• _WORK ORDER_:
In the data that follows, find each line containing "format" and copy it.

═══ INPUT FOR THIS TASK ═══

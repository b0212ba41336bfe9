//! Link service
//!
//! 创建、列出、解析短链接，密码校验与锁定，以及所有者的启停 / 重置操作。
//! HTTP 层只做参数提取与响应序列化，业务规则都在这里。

use std::sync::Arc;

use serde::Serialize;
use tracing::{debug, error, info};

use crate::config::get_config;
use crate::errors::{GuardlinkError, Result};
use crate::storage::{FailedAttempt, InsertOutcome, LinkState, LinkView, SeaOrmStorage, ShortLink};
use crate::utils::password::{process_new_password, verify_password};
use crate::utils::{extract_alias, generate_random_code, is_reserved_alias, is_valid_alias};

/// 连续输错密码达到该次数后链接自动禁用
pub const LOCKOUT_THRESHOLD: i32 = 5;

// ============ Request/Response DTOs ============

/// 创建链接请求
#[derive(Debug, Clone, Default)]
pub struct CreateLinkRequest {
    pub original_url: Option<String>,
    /// 空字符串等同于不设密码
    pub password: Option<String>,
}

/// 创建成功后返回给调用方的信息
#[derive(Debug, Clone, Serialize, PartialEq, Eq)]
#[serde(rename_all = "camelCase")]
pub struct CreatedLink {
    pub original_url: String,
    pub short_url: String,
    pub id: String,
    pub is_password_protected: bool,
    /// 不参与序列化，供日志与测试使用
    #[serde(skip)]
    pub alias: String,
}

/// 解析 alias 的结果
#[derive(Debug, Clone, PartialEq, Eq)]
pub enum ResolveOutcome {
    /// 已计入点击，跳转到目标地址
    Redirect(String),
    /// 需要先输入密码
    RequiresPassword,
}

/// alias 生成器签名，参数为期望长度
pub type AliasGenerator = fn(usize) -> String;

/// LinkService 的可调参数
#[derive(Debug, Clone)]
pub struct LinkSettings {
    pub alias_length: usize,
    pub max_alias_attempts: u32,
    /// 拼接 shortUrl 使用的对外地址，不含结尾 `/`
    pub base_url: String,
    pub alias_generator: AliasGenerator,
}

impl LinkSettings {
    /// 从全局配置读取
    pub fn from_config() -> Self {
        let config = get_config();
        Self {
            alias_length: config.features.alias_length,
            max_alias_attempts: config.features.max_alias_attempts,
            base_url: config.server.base_url(),
            alias_generator: generate_random_code,
        }
    }
}

// ============ LinkService Implementation ============

pub struct LinkService {
    storage: Arc<SeaOrmStorage>,
    settings: LinkSettings,
}

impl LinkService {
    pub fn new(storage: Arc<SeaOrmStorage>) -> Self {
        Self::with_settings(storage, LinkSettings::from_config())
    }

    pub fn with_settings(storage: Arc<SeaOrmStorage>, settings: LinkSettings) -> Self {
        Self { storage, settings }
    }

    pub fn storage(&self) -> &Arc<SeaOrmStorage> {
        &self.storage
    }

    pub fn short_url_for(&self, alias: &str) -> String {
        format!("{}/{}", self.settings.base_url, alias)
    }

    /// 创建短链接
    ///
    /// alias 随机生成；撞上已有 alias 时重新生成，最多尝试 `max_alias_attempts` 次。
    pub async fn create_link(
        &self,
        owner_id: &str,
        req: CreateLinkRequest,
    ) -> Result<CreatedLink> {
        let original_url = req
            .original_url
            .as_deref()
            .map(str::trim)
            .filter(|url| !url.is_empty())
            .ok_or_else(|| GuardlinkError::bad_request("URL is required"))?
            .to_string();

        let password_hash = process_new_password(req.password.as_deref()).map_err(|e| {
            error!("Failed to hash password: {}", e);
            GuardlinkError::from(e)
        })?;

        let generate = self.settings.alias_generator;
        let mut link = ShortLink::new(
            owner_id,
            original_url,
            generate(self.settings.alias_length),
            password_hash,
        );

        let attempts = self.settings.max_alias_attempts.max(1);
        for attempt in 1..=attempts {
            let outcome = if is_reserved_alias(&link.alias) {
                InsertOutcome::AliasTaken
            } else {
                self.storage.insert(&link).await?
            };

            match outcome {
                InsertOutcome::Inserted => {
                    info!(
                        "LinkService: created link '{}' -> '{}' (protected: {})",
                        link.alias, link.original_url, link.is_password_protected
                    );
                    return Ok(CreatedLink {
                        short_url: self.short_url_for(&link.alias),
                        original_url: link.original_url,
                        id: link.id,
                        is_password_protected: link.is_password_protected,
                        alias: link.alias,
                    });
                }
                InsertOutcome::AliasTaken => {
                    debug!(
                        "Alias '{}' taken, regenerating ({}/{})",
                        link.alias, attempt, attempts
                    );
                    link = link.with_alias(generate(self.settings.alias_length));
                }
            }
        }

        error!("Gave up generating a unique alias after {} attempts", attempts);
        Err(GuardlinkError::internal("Failed to generate a unique alias"))
    }

    /// 列出调用者的全部链接，最新的在前
    pub async fn list_links(&self, owner_id: &str) -> Result<Vec<LinkView>> {
        let links = self.storage.list_by_owner(owner_id).await?;
        Ok(links.into_iter().map(LinkView::from).collect())
    }

    /// 解析 alias
    pub async fn resolve(&self, alias: &str) -> Result<ResolveOutcome> {
        if !is_valid_alias(alias) {
            return Err(GuardlinkError::not_found("URL not found"));
        }

        let link = self
            .storage
            .get_by_alias(alias)
            .await?
            .ok_or_else(|| GuardlinkError::not_found("URL not found"))?;

        if !link.is_active {
            return Err(GuardlinkError::forbidden("This link has been disabled"));
        }

        if link.is_password_protected {
            debug!("Alias '{}' requires a password", alias);
            return Ok(ResolveOutcome::RequiresPassword);
        }

        // 读取之后可能被并发禁用，计数更新本身带 is_active 条件
        if !self.storage.increment_clicks(alias).await? {
            return Err(GuardlinkError::forbidden("This link has been disabled"));
        }

        Ok(ResolveOutcome::Redirect(link.original_url))
    }

    /// 校验受保护链接的密码
    ///
    /// `short_url` 可以是 alias，也可以是完整短链接。成功时返回目标地址并计入一次点击；
    /// 失败时累计失败次数，第 [`LOCKOUT_THRESHOLD`] 次失败会同时禁用链接。
    pub async fn verify_password(&self, short_url: &str, password: &str) -> Result<String> {
        if short_url.trim().is_empty() || password.is_empty() {
            return Err(GuardlinkError::bad_request(
                "Short URL and password are required",
            ));
        }

        let alias = extract_alias(short_url);
        if !is_valid_alias(alias) {
            return Err(GuardlinkError::not_found("URL not found"));
        }

        let link = self
            .storage
            .get_by_alias(alias)
            .await?
            .ok_or_else(|| GuardlinkError::not_found("URL not found"))?;

        if !link.is_active {
            return Err(GuardlinkError::forbidden("This link has been disabled"));
        }

        let hash = match (&link.password_hash, link.is_password_protected) {
            (Some(hash), true) => hash.clone(),
            _ => {
                return Err(GuardlinkError::bad_request(
                    "URL is not password protected",
                ));
            }
        };

        if check_password(password.to_string(), hash).await? {
            if !self.storage.increment_clicks(alias).await? {
                return Err(GuardlinkError::forbidden("This link has been disabled"));
            }
            debug!("Password accepted for alias '{}'", alias);
            return Ok(link.original_url);
        }

        match self
            .storage
            .record_failed_attempt(&link.id, LOCKOUT_THRESHOLD)
            .await?
        {
            FailedAttempt::Recorded { attempts, disabled } => {
                debug!(
                    "Wrong password for alias '{}' (attempts: {}, disabled: {})",
                    alias, attempts, disabled
                );
                Err(GuardlinkError::invalid_password(attempts, disabled))
            }
            FailedAttempt::AlreadyDisabled => {
                Err(GuardlinkError::forbidden("This link has been disabled"))
            }
        }
    }

    /// 切换启用状态（仅所有者）
    pub async fn toggle_status(&self, id: &str, owner_id: &str) -> Result<LinkState> {
        self.storage
            .toggle_active(id, owner_id)
            .await?
            .ok_or_else(|| GuardlinkError::not_found("URL not found"))
    }

    /// 失败次数清零（仅所有者），幂等
    pub async fn reset_attempts(&self, id: &str, owner_id: &str) -> Result<LinkState> {
        self.storage
            .reset_attempts(id, owner_id)
            .await?
            .ok_or_else(|| GuardlinkError::not_found("URL not found"))
    }
}

/// Argon2 校验是 CPU 密集操作，放到阻塞线程池执行
async fn check_password(password: String, hash: String) -> Result<bool> {
    tokio::task::spawn_blocking(move || verify_password(&password, &hash))
        .await
        .map_err(|e| GuardlinkError::internal(format!("Password check task failed: {}", e)))?
        .map_err(|e| {
            error!("Stored password hash is unreadable: {}", e);
            GuardlinkError::from(e)
        })
}
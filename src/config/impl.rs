use std::sync::{Arc, OnceLock};

use arc_swap::ArcSwap;

use super::{DEFAULT_CONFIG_PATH, StaticConfig};

static CONFIG: OnceLock<ArcSwap<StaticConfig>> = OnceLock::new();

/// Get the global configuration instance
///
/// Returns an Arc pointer to the configuration, which is cheap to clone
/// and doesn't hold any locks. Falls back to defaults (plus environment
/// overrides) when `init_config` was never called.
pub fn get_config() -> Arc<StaticConfig> {
    CONFIG
        .get_or_init(|| ArcSwap::from_pointee(StaticConfig::load(DEFAULT_CONFIG_PATH)))
        .load_full()
}

/// Initialize the global configuration from "config.toml" in the current directory.
///
/// # Examples
/// ```no_run
/// use guardlink::config::init_config;
/// init_config();
/// ```
pub fn init_config() {
    init_config_from(DEFAULT_CONFIG_PATH);
}

/// Initialize the global configuration from an explicit file path.
///
/// Only the first call has an effect.
pub fn init_config_from(path: &str) {
    CONFIG.get_or_init(|| ArcSwap::from_pointee(StaticConfig::load(path)));
}

/// 整体替换当前配置
pub fn update_config(config: StaticConfig) {
    let config = Arc::new(config);
    CONFIG
        .get_or_init(|| ArcSwap::new(config.clone()))
        .store(config);
}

═══

• _SOLUTION FOR THIS TASK_:
        format!("{}/{}", self.settings.base_url, alias)
        .map_err(|e| GuardlinkError::internal(format!("Password check task failed: {}", e)))?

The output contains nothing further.